Source records
BEGIN

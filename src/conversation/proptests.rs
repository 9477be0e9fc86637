//! Property-based tests for the conversation store
//!
//! These tests verify key invariants hold across arbitrary inputs:
//! - Accepted user text grows the conversation by exactly one trimmed turn
//! - Rejected input never changes the conversation
//! - Assistant turns are always accepted
//! - Order of appends is order of messages

use super::*;
use proptest::prelude::*;

// ============================================================================
// Strategies
// ============================================================================

/// Text with at least one visible character, possibly padded
fn arb_visible_text() -> impl Strategy<Value = String> {
    ("[ \t\n]{0,3}", "[a-zA-Z0-9?!.,]{1,40}", "[ \t\n]{0,3}")
        .prop_map(|(lead, body, tail)| format!("{lead}{body}{tail}"))
}

/// Text that trims to nothing
fn arb_blank_text() -> impl Strategy<Value = String> {
    "[ \t\n\r]{0,10}"
}

#[derive(Debug, Clone)]
enum Op {
    User(String),
    Assistant(String),
    Begin,
    End,
}

fn arb_op() -> impl Strategy<Value = Op> {
    prop_oneof![
        prop_oneof![arb_visible_text(), arb_blank_text()].prop_map(Op::User),
        "[a-zA-Z ]{0,20}".prop_map(Op::Assistant),
        Just(Op::Begin),
        Just(Op::End),
    ]
}

// ============================================================================
// Properties
// ============================================================================

proptest! {
    #[test]
    fn accepted_user_text_appends_one_trimmed_turn(text in arb_visible_text()) {
        let mut store = ConversationStore::new("Welcome");
        let before = store.len();

        let snapshot = store.append_user(&text).unwrap();

        prop_assert_eq!(snapshot.len(), before + 1);
        let last = snapshot.last().unwrap();
        prop_assert_eq!(last.role(), Role::User);
        prop_assert_eq!(last.text(), text.trim());
    }

    #[test]
    fn blank_text_is_rejected_without_change(text in arb_blank_text()) {
        let mut store = ConversationStore::new("Welcome");
        let before = store.snapshot();

        prop_assert_eq!(store.append_user(&text), Err(ValidationError::EmptyMessage));
        prop_assert_eq!(store.snapshot(), before);
    }

    #[test]
    fn pending_rejects_any_user_text(
        text in prop_oneof![arb_visible_text(), arb_blank_text()]
    ) {
        let mut store = ConversationStore::new("Welcome");
        store.begin_pending();
        let before = store.snapshot();

        prop_assert_eq!(store.append_user(&text), Err(ValidationError::ReplyPending));
        prop_assert_eq!(store.snapshot(), before);
    }

    #[test]
    fn random_operation_sequences_keep_invariants(ops in prop::collection::vec(arb_op(), 0..40)) {
        let mut store = ConversationStore::new("Welcome");
        let mut expected: Vec<(Role, String)> = vec![(Role::Assistant, "Welcome".to_string())];

        for op in ops {
            match op {
                Op::User(text) => {
                    let result = store.append_user(&text);
                    if store.is_pending() {
                        prop_assert_eq!(result, Err(ValidationError::ReplyPending));
                    } else if text.trim().is_empty() {
                        prop_assert_eq!(result, Err(ValidationError::EmptyMessage));
                    } else {
                        prop_assert!(result.is_ok());
                        expected.push((Role::User, text.trim().to_string()));
                    }
                }
                Op::Assistant(text) => {
                    store.append_assistant(text.clone());
                    expected.push((Role::Assistant, text));
                }
                Op::Begin => store.begin_pending(),
                Op::End => store.end_pending(),
            }
        }

        let actual: Vec<(Role, String)> = store
            .snapshot()
            .iter()
            .map(|m| (m.role(), m.text().to_string()))
            .collect();
        prop_assert_eq!(actual, expected);

        // The greeting stays first and is never a user turn
        prop_assert_eq!(store.snapshot().messages()[0].role(), Role::Assistant);
    }
}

END

What to do.
Repeat only what lies between the first line of the data and the line containing "changes the conversation", both of those lines included, exactly as it stands.

Answer section.
filename src/conversation/proptests.rs
repository 9477be0e9fc86637
//! Property-based tests for the conversation store
//!
//! These tests verify key invariants hold across arbitrary inputs:
//! - Accepted user text grows the conversation by exactly one trimmed turn
//! - Rejected input never changes the conversation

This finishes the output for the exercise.